Emerging from university with a 2.2 "drinker's degree", Rob saw film as something of a far fetched career and considered being a policeman so that he could legally shoot people, or a pilot to the extent of having laser surgery to correct his short sightedness, or an architect until a stint of work experience showed the industry to be highly uncreative, unsocial, and unlikeable.

Eventually he launched his working life on a building site chopping stuff up and burning it, then a friend's father told him about a job going on a Saturday and Sunday afternoon kid's magazine show about to launch on the new Channel 5. Rob quickly worked up from runner to researcher and assistant floor manager before his contract ended, then moved on to Pearson TV's post facility in London as a runner and again worked up quickly and trained to be a QC. During all this Rob had been planning to go and do some serious travelling, and in 1998 he went away to Africa for a 6 month stint checking out the amazing animals and often worryingly different culture;

"I bought a VW van over there and on a long drive to Malawi it started playing up. I asked around for a mechanic and several people directed me to a guy in some little village. We trekked down there and started asking around for this guy and everyone was just saying 'you don't want to talk to him, he is a bad man.', it was really odd. We stayed over and started asking around again the next day. By now everyone knows I'm looking for him and I hear he's coming into the village to find me; only then does someone tell me that this guy dealt in human organs; mainly testicles and teeth, and he sends out groups of men to kill people and amputate their body parts, so, image of balls on the chopping block in mind we got the fuck out of there as quickly as possible."

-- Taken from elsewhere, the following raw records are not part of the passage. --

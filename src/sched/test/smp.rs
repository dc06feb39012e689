//! Vários núcleos: vínculo, migração, IPIs e concorrência real entre
//! threads do host.

use alloc::boxed::Box;
use alloc::vec::Vec;
use core::sync::atomic::{AtomicBool, Ordering};
use std::sync::Barrier;

use super::harness::{Rig, ENTRY};
use crate::arch::hosted::{on_cpu, set_current_cpu};
use crate::core::smp::ipi::{IpiTarget, IpiVector};
use crate::core::smp::CpuMask;
use crate::sched::task::lifecycle::ThreadParams;
use crate::sched::task::predicate::PredicateContext;
use crate::sched::task::state::{Priority, ThreadStatus};
use crate::sys::error::KError;

#[test]
fn bound_thread_is_not_taken_by_other_core() {
    let rig = Rig::new(2);
    let idle1 = rig.current(1);
    let h = rig.spawn(Priority::Normal);
    rig.run(&h);
    assert_eq!(rig.info(h.tid()).unwrap().bound_cpu, Some(0));

    rig.schedule_on(1, 3);
    assert_eq!(rig.current(1), idle1);
    assert_eq!(rig.current(0), Some(h.tid()));
    rig.assert_consistent();
}

#[test]
fn thread_migrates_after_leaving_core() {
    let rig = Rig::new(2);
    let h = rig.spawn(Priority::Normal);
    rig.run(&h);

    // Sai do núcleo 0 e volta a ser elegível em qualquer núcleo
    rig.sched.pause_thread(&h).unwrap();
    assert_eq!(rig.info(h.tid()).unwrap().bound_cpu, None);
    rig.sched.resume_thread(&h).unwrap();

    rig.schedule_on(1, 1);
    assert_eq!(rig.current(1), Some(h.tid()));
    assert_eq!(rig.info(h.tid()).unwrap().bound_cpu, Some(1));
    rig.assert_consistent();
}

#[test]
fn affinity_limits_cores() {
    let rig = Rig::new(2);
    let idle0 = rig.current(0);
    let h = rig.spawn_with(ThreadParams::new(ENTRY, 0).affinity(CpuMask::single(1).bits()));

    rig.schedule_on(0, 2);
    assert_eq!(rig.current(0), idle0);
    rig.schedule_on(1, 1);
    assert_eq!(rig.current(1), Some(h.tid()));
}

#[test]
fn remote_pause_kicks_owner_core() {
    let rig = Rig::new(2);
    let idle1 = rig.current(1);
    let h = rig.spawn(Priority::Normal);
    rig.schedule_on(1, 1);
    assert_eq!(rig.current(1), Some(h.tid()));

    rig.sched.pause_thread(&h).unwrap();
    assert!(rig
        .platform
        .ipis()
        .contains(&(0, IpiTarget::Single(1), IpiVector::Reschedule)));
    let info = rig.info(h.tid()).unwrap();
    assert!(!info.status.contains(ThreadStatus::RUNNING));
    assert_eq!(info.bound_cpu, Some(1));
    rig.assert_consistent();

    // O núcleo 1 atende a IPI
    rig.schedule_on(1, 1);
    assert_eq!(rig.current(1), idle1);
    assert_eq!(rig.info(h.tid()).unwrap().bound_cpu, None);
    rig.assert_consistent();
}

#[test]
fn remote_terminate_frees_stack_after_reschedule() {
    let rig = Rig::new(2);
    let h = rig.spawn(Priority::Normal);
    rig.schedule_on(1, 1);
    assert_eq!(rig.current(1), Some(h.tid()));

    rig.sched.terminate_thread(&h, 9).unwrap();
    assert_eq!(rig.sched.thread_status(&h), Ok(ThreadStatus::DEAD));
    assert_eq!(rig.thread_stacks(2), 1);

    rig.schedule_on(1, 1);
    assert_ne!(rig.current(1), Some(h.tid()));
    assert_eq!(rig.thread_stacks(2), 0);
    assert_eq!(rig.sched.thread_exit_code(&h), Ok(9));
    rig.close(h);
    rig.assert_consistent();
}

#[test]
fn exit_after_remote_terminate_keeps_first_code() {
    let rig = Rig::new(2);
    let h = rig.spawn(Priority::Normal);
    rig.schedule_on(1, 1);
    assert_eq!(rig.current(1), Some(h.tid()));

    // O núcleo 0 termina `h` antes de ela chegar à segunda fase da `exit`
    rig.sched.terminate_thread(&h, 5).unwrap();
    on_cpu(1, || rig.sched.exit(9)).unwrap();

    assert_eq!(rig.sched.thread_exit_code(&h), Ok(5));
    assert_ne!(rig.current(1), Some(h.tid()));
    assert_eq!(rig.info(h.tid()).unwrap().bound_cpu, None);
    assert_eq!(rig.thread_stacks(2), 0);
    rig.close(h);
    rig.assert_consistent();
}

#[test]
fn core_control_validates_target() {
    let rig = Rig::new(2);
    assert_eq!(rig.sched.stop_core(5), Err(KError::InvalidParameter));
    assert_eq!(rig.sched.reschedule_core(99), Err(KError::InvalidParameter));

    rig.sched.reschedule_core(1).unwrap();
    rig.sched.stop_core(1).unwrap();
    let ipis = rig.platform.ipis();
    assert_eq!(ipis.len(), 2);
    assert!(ipis
        .iter()
        .all(|&i| i == (0, IpiTarget::Single(1), IpiVector::Reschedule)));
}

#[test]
fn concurrent_ticks_keep_invariants() {
    const CORES: u32 = 4;
    let rig = Rig::new(CORES);
    let prios = [
        Priority::High,
        Priority::Normal,
        Priority::Normal,
        Priority::Low,
        Priority::Idle,
        Priority::Normal,
    ];
    let handles: Vec<_> = prios
        .into_iter()
        .map(|p| rig.spawn(p))
        .collect();

    std::thread::scope(|s| {
        for id in 1..CORES {
            let sched = &rig.sched;
            s.spawn(move || {
                set_current_cpu(id);
                for _ in 0..500 {
                    sched.timer_tick();
                }
            });
        }

        // Núcleo 0: ticks misturados com pausa/retomada remotas
        let sched = &rig.sched;
        let handles = &handles;
        s.spawn(move || {
            set_current_cpu(0);
            for i in 0..500 {
                let h = &handles[i % handles.len()];
                if i % 7 == 0 {
                    let _ = sched.pause_thread(h);
                } else if i % 7 == 3 {
                    let _ = sched.resume_thread(h);
                }
                sched.timer_tick();
            }
            for h in handles {
                let _ = sched.resume_thread(h);
            }
        });
    });

    rig.assert_consistent();
    assert_eq!(rig.sched.jiffies(), 500);
    assert_eq!(rig.thread_stacks(CORES as usize), handles.len());
}

#[test]
fn concurrent_create_and_close() {
    const CORES: u32 = 4;
    let rig = Rig::new(CORES);

    std::thread::scope(|s| {
        for id in 0..CORES {
            let sched = &rig.sched;
            s.spawn(move || {
                set_current_cpu(id);
                for _ in 0..100 {
                    let h = sched
                        .create_thread(&ThreadParams::new(ENTRY, 0).priority(Priority::Low))
                        .unwrap();
                    sched.terminate_thread(&h, 0).unwrap();
                    sched.close_thread(h).unwrap();
                }
            });
        }
    });

    assert_eq!(rig.thread_stacks(CORES as usize), 0);
    assert_eq!(rig.sched.snapshot().len(), CORES as usize);
    rig.assert_consistent();
}

#[test]
fn contended_lock_moves_blocked_thread_off_core() {
    let rig = Rig::new(2);
    let h = rig.spawn(Priority::Normal);
    rig.run(&h);
    let slot = h.thread_ref().slot;
    let core0 = rig.sched.core(0).unwrap();

    let never = |_: &PredicateContext<'_>| false;
    rig.with_state(|st| rig.sched.block_locked(st, core0, Box::new(never), None))
        .unwrap();

    // Núcleo 1 segura a seção crítica enquanto o núcleo 0 escalona
    let held = Barrier::new(2);
    let release = Barrier::new(2);
    let (left_core, on_idle) = std::thread::scope(|s| {
        s.spawn(|| {
            set_current_cpu(1);
            let core1 = rig.sched.core(1).unwrap();
            let guard = rig.sched.lock.enter(core1, rig.sched.platform.as_cpu());
            held.wait();
            release.wait();
            drop(guard);
        });
        held.wait();
        rig.sched.schedule();
        let seen = (core0.current() != slot, core0.is_idle_current());
        release.wait();
        seen
    });
    assert!(left_core);
    assert!(on_idle);

    let info = rig.info(h.tid()).unwrap();
    assert!(info.status.contains(ThreadStatus::BLOCKED));
    assert!(!info.status.contains(ThreadStatus::RUNNING));

    // O epílogo pendente roda na próxima decisão com o lock livre
    rig.schedule_on(0, 1);
    assert_eq!(rig.info(h.tid()).unwrap().bound_cpu, None);
    rig.assert_consistent();
}

#[test]
fn contended_lock_keeps_eligible_thread() {
    let rig = Rig::new(2);
    let h = rig.spawn(Priority::Normal);
    rig.run(&h);
    let slot = h.thread_ref().slot;
    let core0 = rig.sched.core(0).unwrap();

    let held = Barrier::new(2);
    let release = Barrier::new(2);
    let stayed = std::thread::scope(|s| {
        s.spawn(|| {
            set_current_cpu(1);
            let core1 = rig.sched.core(1).unwrap();
            let guard = rig.sched.lock.enter(core1, rig.sched.platform.as_cpu());
            held.wait();
            release.wait();
            drop(guard);
        });
        held.wait();
        rig.sched.schedule();
        let stayed = core0.current() == slot;
        release.wait();
        stayed
    });
    assert!(stayed);
    rig.assert_consistent();
}

#[test]
fn sleeping_under_contention_always_leaves_core() {
    let rig = Rig::new(2);
    let h = rig.spawn_with(ThreadParams::new(ENTRY, 0).affinity(CpuMask::single(0).bits()));
    rig.run(&h);
    let slot = h.thread_ref().slot;
    let core0 = rig.sched.core(0).unwrap();

    let stop = AtomicBool::new(false);
    let outcome = std::thread::scope(|s| {
        s.spawn(|| {
            set_current_cpu(1);
            while !stop.load(Ordering::Relaxed) {
                rig.sched.schedule();
            }
        });

        // Nada aqui pode entrar em pânico antes de `stop`, senão o núcleo 1
        // gira para sempre
        let mut kept_core = 0;
        let mut failed = 0;
        for _ in 0..200 {
            if rig.sched.sleep(1).is_err() {
                failed += 1;
            }
            if core0.current() == slot {
                kept_core += 1;
            }
            for _ in 0..1_000_000 {
                if core0.current() == slot {
                    break;
                }
                rig.sched.timer_tick();
            }
        }
        stop.store(true, Ordering::Relaxed);
        (kept_core, failed)
    });

    assert_eq!(outcome, (0, 0));
    assert_eq!(core0.current(), slot);
    rig.assert_consistent();
}

#[test]
#[should_panic(expected = "hang")]
fn selecting_thread_owned_by_other_core_is_fatal() {
    let rig = Rig::new(2);
    let h = rig.spawn(Priority::Normal);
    rig.schedule_on(1, 1);
    assert_eq!(rig.current(1), Some(h.tid()));

    let slot = h.thread_ref().slot;
    let core0 = rig.sched.core(0).unwrap();
    rig.with_state(|st| {
        rig.sched.bind_next(st, core0, slot);
    });
}

#[test]
#[should_panic(expected = "hang")]
fn reentrant_predicate_is_fatal() {
    let rig = Rig::new(1);
    let h = rig.spawn(Priority::Normal);
    let slot = h.thread_ref().slot;
    rig.with_state(|st| {
        let t = st.threads.get_mut(slot).unwrap();
        t.status.insert(ThreadStatus::BLOCKED | ThreadStatus::IN_BLOCK_CALLBACK);
    });
    rig.schedule_on(0, 1);
}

After Africa he moved on to Australia where he settled comfortably into a pad a few hundred yards from the Fox studio in Sydney, who he'd go and bug for work every day for the next year; it was another amazing experience full of beautiful cities and cross country motorbike rides with packs of kangaroos, and Rob picked up some more TV production work. A year later he headed back home and found himself timewarped back at Pearson as a QC as though nothing had happened;

"Hunter S Thompson said 'The TV business is a cruel and shallow money trench, a long plastic hallway where pimps and theives run free and good men die like dogs', I have to agree with him really."

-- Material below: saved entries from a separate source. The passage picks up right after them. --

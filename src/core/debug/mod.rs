//! Depuração do núcleo
//!
//! - `klog`: destino dos macros de log
//! - `oops`: parada fatal com diagnóstico

pub mod klog;
pub mod oops;

pub use oops::fatal;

He continued to move around the fringes of London and In 2001 bought a Canon XL1, planning to start shooting short films and other projects, but every project that came along was either a waste of time or soon fell apart due to all the usual no budget problems. By the time he met Steve Piper in 2002 Rob was 95% ready to sell the camera and forget about being a film-maker. Fortunately he was easily talked round and started working with Coffee on How To Disappear Completely, his work on which won a best cinematography award against feature length competition. He is currently developing a range of concepts for future production.